* **Directions**
Set down exactly the entries below, beginning at their first line and ending at the line with "if !min.is_finite() ||".
** The data follows **
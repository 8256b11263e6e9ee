//! Toolkit independent widget descriptions.
//!
//! The renderer never touches a real UI. It maintains a [`WidgetTree`] of
//! sections and [`WidgetBinding`]s whose [`WidgetState`] is exactly what a
//! UI adapter needs to draw (see [`crate::view`]).

use super::param_value::ParamValue;
use super::schema::{GroupMarker, ParamSpec, WidgetKind};
use crate::core::util::{decimal_places, round_to, safe_range};

/// Formats a slider value for display.
///
/// Whole steps of 1 or more show the value as-is. Anything finer shows 3
/// decimals when `step < 0.01`, else 2, with trailing zeros dropped so a
/// value of `7.5` reads `"7.5"` rather than `"7.50"`.
pub fn format_slider_value(value: f32, step: f32) -> String {
    if step >= 1.0 && step.fract() == 0.0 {
        return format!("{}", value);
    }

    let decimals = if step < 0.01 { 3 } else { 2 };
    let fixed = format!("{:.*}", decimals, value);
    let trimmed = fixed.trim_end_matches('0').trim_end_matches('.');

    match trimmed {
        "-0" | "" => "0".to_string(),
        _ => trimmed.to_string(),
    }
}

/// Clamps `value` into `[min, max]` and snaps it onto the `min + k * step`
/// grid, the same values a stepped range input can produce
pub fn snap_slider_value(value: f32, min: f32, max: f32, step: f32) -> f32 {
    if !min.is_finite() || !max.is_finite() {
        return value;
    }

    let (min, max) = safe_range(min, max);
    let clamped = value.clamp(min, max);
    if step <= 0.0 || !step.is_finite() {
        return clamped;
    }

    let steps = ((clamped - min) / step).round();
    let places = decimal_places(step).max(decimal_places(min));
    round_to(min + steps * step, places).clamp(min, max)
}

/// The live visual state of one widget
#[derive(Clone, Debug, PartialEq)]
pub enum WidgetState {
    Slider {
        /// Handle position
        value: f32,
        /// Formatted value label
        label: String,
    },
    Toggle {
        active: bool,
    },
    /// Palette and color choices. At most one option is active.
    Choice {
        active: Option<usize>,
    },
    Select {
        selected: Option<usize>,
    },
    ImageUpload {
        /// Data URI shown as thumbnail. While `None` the upload affordance
        /// is shown instead.
        preview: Option<String>,
    },
}

impl WidgetState {
    /// Builds the visual state `spec` should show for `value`. Returns
    /// `None` when the value does not belong to the widget's kind.
    pub fn for_value(spec: &ParamSpec, value: &ParamValue) -> Option<Self> {
        let state = match &spec.kind {
            WidgetKind::Slider { step, .. } => {
                let value = value.as_float()?;
                WidgetState::Slider {
                    value,
                    label: format_slider_value(value, *step),
                }
            }
            WidgetKind::Toggle => WidgetState::Toggle {
                active: value.as_bool()?,
            },
            WidgetKind::Palette { options } => WidgetState::Choice {
                active: valid_index(value.as_index()?, options.len()),
            },
            WidgetKind::Color { options } => WidgetState::Choice {
                active: valid_index(value.as_index()?, options.len()),
            },
            WidgetKind::Select { options } => WidgetState::Select {
                selected: valid_index(value.as_index()?, options.len()),
            },
            WidgetKind::ImageUpload => {
                let uri = value.as_text()?;
                WidgetState::ImageUpload {
                    preview: (!uri.is_empty()).then(|| uri.to_string()),
                }
            }
        };

        Some(state)
    }

    /// The option index currently marked active, for option based widgets
    pub fn active_option(&self) -> Option<usize> {
        match self {
            WidgetState::Choice { active } => *active,
            WidgetState::Select { selected } => *selected,
            _ => None,
        }
    }
}

fn valid_index(index: usize, len: usize) -> Option<usize> {
    (index < len).then_some(index)
}

/// Associates a schema entry with its rendered state
#[derive(Clone, Debug, PartialEq)]
pub struct WidgetBinding {
    pub spec: ParamSpec,
    pub state: WidgetState,
}

impl WidgetBinding {
    pub fn name(&self) -> &str {
        &self.spec.name
    }
}

/// A visual section. The root section has no header and holds the widgets
/// declared before the first group marker.
#[derive(Clone, Debug, Default, PartialEq)]
pub struct Section {
    pub header: Option<GroupMarker>,
    /// Indexes into [`WidgetTree::bindings`]
    pub widgets: Vec<usize>,
}

#[derive(Clone, Debug, PartialEq)]
pub struct WidgetTree {
    sections: Vec<Section>,
    bindings: Vec<WidgetBinding>,
}

impl Default for WidgetTree {
    fn default() -> Self {
        Self {
            sections: vec![Section::default()],
            bindings: vec![],
        }
    }
}

impl WidgetTree {
    pub fn sections(&self) -> &[Section] {
        &self.sections
    }

    /// All bindings in creation (schema) order
    pub fn bindings(&self) -> &[WidgetBinding] {
        &self.bindings
    }

    pub fn binding(&self, name: &str) -> Option<&WidgetBinding> {
        self.bindings.iter().find(|b| b.name() == name)
    }

    pub fn is_empty(&self) -> bool {
        self.bindings.is_empty()
    }

    pub(crate) fn binding_mut(
        &mut self,
        name: &str,
    ) -> Option<&mut WidgetBinding> {
        self.bindings.iter_mut().find(|b| b.name() == name)
    }

    pub(crate) fn bindings_mut(&mut self) -> &mut [WidgetBinding] {
        &mut self.bindings
    }

    pub(crate) fn open_section(&mut self, header: GroupMarker) {
        self.sections.push(Section {
            header: Some(header),
            widgets: vec![],
        });
    }

    /// Appends to the most recently opened section
    pub(crate) fn push(&mut self, binding: WidgetBinding) {
        let index = self.bindings.len();
        self.bindings.push(binding);
        if let Some(section) = self.sections.last_mut() {
            section.widgets.push(index);
        }
    }

    pub fn section_bindings<'a>(
        &'a self,
        section: &'a Section,
    ) -> impl Iterator<Item = &'a WidgetBinding> + 'a {
        section.widgets.iter().filter_map(|i| self.bindings.get(*i))
    }
}

#[cfg(test)]
mod tests {
    use super::*;

    #[test]
    fn test_format_whole_steps() {
        assert_eq!(format_slider_value(7.0, 1.0), "7");
        assert_eq!(format_slider_value(1200.0, 100.0), "1200");
        assert_eq!(format_slider_value(2.5, 1.0), "2.5");
    }

    #[test]
    fn test_format_fine_steps() {
        assert_eq!(format_slider_value(0.12345, 0.005), "0.123");
        assert_eq!(format_slider_value(7.5, 0.5), "7.5");
        assert_eq!(format_slider_value(0.333, 0.05), "0.33");
        assert_eq!(format_slider_value(2.0, 0.2), "2");
        assert_eq!(format_slider_value(0.0, 0.001), "0");
        assert_eq!(format_slider_value(0.002, 0.001), "0.002");
    }

    #[test]
    fn test_snap_slider_value() {
        assert_eq!(snap_slider_value(7.4, 0.0, 10.0, 0.5), 7.5);
        assert_eq!(snap_slider_value(7.55, 0.2, 10.0, 0.2), 7.6);
        assert_eq!(snap_slider_value(12.0, 0.0, 10.0, 0.5), 10.0);
        assert_eq!(snap_slider_value(-1.0, 0.0, 10.0, 0.5), 0.0);
        assert_eq!(snap_slider_value(1234.0, 100.0, 4000.0, 100.0), 1200.0);
    }

    #[test]
    fn test_state_for_value_rejects_wrong_kind() {
        let spec = ParamSpec {
            name: "glow".into(),
            label: "Glow".into(),
            kind: WidgetKind::Toggle,
        };

        assert_eq!(
            WidgetState::for_value(&spec, &ParamValue::Bool(true)),
            Some(WidgetState::Toggle { active: true })
        );
        assert_eq!(WidgetState::for_value(&spec, &ParamValue::Float(1.0)), None);
    }

    #[test]
    fn test_choice_state_ignores_out_of_range_index() {
        let spec = ParamSpec {
            name: "tint".into(),
            label: "Tint".into(),
            kind: WidgetKind::Color {
                options: vec!["#fff".into(), "#000".into()],
            },
        };

        assert_eq!(
            WidgetState::for_value(&spec, &ParamValue::Index(1)),
            Some(WidgetState::Choice { active: Some(1) })
        );
        assert_eq!(
            WidgetState::for_value(&spec, &ParamValue::Index(2)),
            Some(WidgetState::Choice { active: None })
        );
    }

    #[test]
    fn test_tree_nests_under_latest_section() {
        let binding = |name: &str| WidgetBinding {
            spec: ParamSpec {
                name: name.into(),
                label: name.into(),
                kind: WidgetKind::Toggle,
            },
            state: WidgetState::Toggle { active: false },
        };

        let mut tree = WidgetTree::default();
        tree.push(binding("a"));
        tree.open_section(GroupMarker {
            title: "G".into(),
            icon: None,
        });
        tree.push(binding("b"));
        tree.push(binding("c"));

        assert_eq!(tree.sections().len(), 2);
        assert_eq!(tree.sections()[0].widgets, vec![0]);
        assert_eq!(tree.sections()[1].widgets, vec![1, 2]);
        let names: Vec<&str> = tree
            .section_bindings(&tree.sections()[1])
            .map(WidgetBinding::name)
            .collect();
        assert_eq!(names, vec!["b", "c"]);
    }
}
** End of The data **
* **The answer**
repository 8256b11263e6e9ee
//! Toolkit independent widget descriptions.
//!
//! The renderer never touches a real UI. It maintains a [`WidgetTree`] of
//! sections and [`WidgetBinding`]s whose [`WidgetState`] is exactly what a
//! UI adapter needs to draw (see [`crate::view`]).

use super::param_value::ParamValue;
use super::schema::{GroupMarker, ParamSpec, WidgetKind};
use crate::core::util::{decimal_places, round_to, safe_range};

/// Formats a slider value for display.
///
/// Whole steps of 1 or more show the value as-is. Anything finer shows 3
/// decimals when `step < 0.01`, else 2, with trailing zeros dropped so a
/// value of `7.5` reads `"7.5"` rather than `"7.50"`.
pub fn format_slider_value(value: f32, step: f32) -> String {
    if step >= 1.0 && step.fract() == 0.0 {
        return format!("{}", value);
    }

    let decimals = if step < 0.01 { 3 } else { 2 };
    let fixed = format!("{:.*}", decimals, value);
    let trimmed = fixed.trim_end_matches('0').trim_end_matches('.');

    match trimmed {
        "-0" | "" => "0".to_string(),
        _ => trimmed.to_string(),
    }
}

/// Clamps `value` into `[min, max]` and snaps it onto the `min + k * step`
/// grid, the same values a stepped range input can produce
pub fn snap_slider_value(value: f32, min: f32, max: f32, step: f32) -> f32 {
    if !min.is_finite() || !max.is_finite() {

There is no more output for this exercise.